Cada 11 de febrero se conmemora el Día Mundial de las Mujeres y Niñas en la Ciencia, una fecha proclamada por la Organización de las Naciones Unidas (ONU) con el objetivo de reconocer el papel fundamental que desempeñan las mujeres en los campos científicos y tecnológicos, y promover su participación plena y equitativa.
A pesar de los avances, la brecha de género en áreas como la ingeniería, la tecnología y las matemáticas sigue siendo un desafío a nivel global. Según datos de organismos internacionales, las mujeres continúan subrepresentadas en carreras STEM, lo que limita no solo el desarrollo profesional femenino, sino también el potencial innovador de las sociedades.

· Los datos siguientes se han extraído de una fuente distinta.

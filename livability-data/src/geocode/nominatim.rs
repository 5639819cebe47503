//! Nominatim search adapter.
//!
//! See: <https://nominatim.org/release-docs/latest/api/Search/>

use std::collections::BTreeMap;
use std::time::Duration;

use async_trait::async_trait;
use reqwest::Client;
use serde::Deserialize;
use url::Url;

use super::{GeocodeCandidate, GeocodeTransport};
use crate::error::{ClientBuildError, TransportError, convert_reqwest_error, parse_url};
use crate::DEFAULT_USER_AGENT;

/// Public Nominatim search endpoint.
pub const DEFAULT_NOMINATIM_URL: &str = "https://nominatim.openstreetmap.org/search";

const DEFAULT_TIMEOUT_SECS: u64 = 30;

/// Configuration for [`NominatimTransport`].
#[derive(Debug, Clone)]
pub struct NominatimConfig {
    /// Search endpoint URL.
    pub base_url: String,
    /// Request timeout.
    pub timeout: Duration,
    /// User agent; Nominatim's usage policy requires an identifying one.
    pub user_agent: String,
}

impl Default for NominatimConfig {
    fn default() -> Self {
        Self {
            base_url: DEFAULT_NOMINATIM_URL.to_owned(),
            timeout: Duration::from_secs(DEFAULT_TIMEOUT_SECS),
            user_agent: DEFAULT_USER_AGENT.to_owned(),
        }
    }
}

impl NominatimConfig {
    /// Create a configuration for the given search endpoint.
    #[must_use]
    pub fn new(base_url: impl Into<String>) -> Self {
        Self {
            base_url: base_url.into(),
            ..Default::default()
        }
    }

    /// Set the request timeout.
    #[must_use]
    pub const fn with_timeout(mut self, timeout: Duration) -> Self {
        self.timeout = timeout;
        self
    }

    /// Set the user agent string.
    #[must_use]
    pub fn with_user_agent(mut self, user_agent: impl Into<String>) -> Self {
        self.user_agent = user_agent.into();
        self
    }
}

/// [`GeocodeTransport`] backed by a Nominatim `/search` endpoint.
#[derive(Debug, Clone)]
pub struct NominatimTransport {
    client: Client,
    search_url: Url,
    timeout: Duration,
}

impl NominatimTransport {
    /// Build the transport.
    ///
    /// # Errors
    ///
    /// Returns [`ClientBuildError`] when the URL is invalid or the HTTP
    /// client cannot be built.
    pub fn new(config: &NominatimConfig) -> Result<Self, ClientBuildError> {
        let search_url = parse_url(&config.base_url)?;
        let client = Client::builder()
            .user_agent(&config.user_agent)
            .connect_timeout(config.timeout)
            .timeout(config.timeout)
            .build()
            .map_err(ClientBuildError::HttpClient)?;
        Ok(Self {
            client,
            search_url,
            timeout: config.timeout,
        })
    }

    fn search_url(&self, query: &str) -> Url {
        let mut url = self.search_url.clone();
        url.query_pairs_mut()
            .append_pair("q", query)
            .append_pair("format", "json")
            .append_pair("limit", "1")
            .append_pair("addressdetails", "1");
        url
    }
}

#[async_trait]
impl GeocodeTransport for NominatimTransport {
    async fn search(&self, query: &str) -> Result<Vec<GeocodeCandidate>, TransportError> {
        let url = self.search_url(query);
        let response = self
            .client
            .get(url.clone())
            .send()
            .await
            .map_err(|err| convert_reqwest_error(&err, url.as_str(), self.timeout))?
            .error_for_status()
            .map_err(|err| convert_reqwest_error(&err, url.as_str(), self.timeout))?;
        let places: Vec<NominatimPlace> = response
            .json()
            .await
            .map_err(|err| convert_reqwest_error(&err, url.as_str(), self.timeout))?;
        Ok(places.into_iter().map(GeocodeCandidate::from).collect())
    }
}

/// One entry of a Nominatim `format=json` search response.
#[derive(Debug, Deserialize)]
struct NominatimPlace {
    lat: String,
    lon: String,
    #[serde(default)]
    display_name: String,
    #[serde(default)]
    address: BTreeMap<String, String>,
}

impl From<NominatimPlace> for GeocodeCandidate {
    fn from(place: NominatimPlace) -> Self {
        Self {
            lat: place.lat,
            lon: place.lon,
            display_name: place.display_name,
            address: place.address,
        }
    }
}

El Día Mundial busca inspirar a niñas y jóvenes a interesarse por la ciencia, visibilizando referentes femeninos que han marcado la historia. Figuras como Marie Curie, pionera en el estudio de la radiactividad, y Katherine Johnson, matemática clave en las misiones espaciales de la NASA, demuestran que el talento no tiene género y que las oportunidades pueden transformar el rumbo de la historia.
El mensaje es claro: fomentar la curiosidad, fortalecer la educación en igualdad y abrir espacios de liderazgo para que más mujeres contribuyan al avance científico.
Impulsar la participación femenina en la ciencia no es solo una cuestión de equidad, sino una apuesta por el desarrollo sostenible y el progreso colectivo. Cada niña que descubre su pasión por la ciencia representa una oportunidad más para innovar, investigar y construir un futuro más justo y próspero para todos.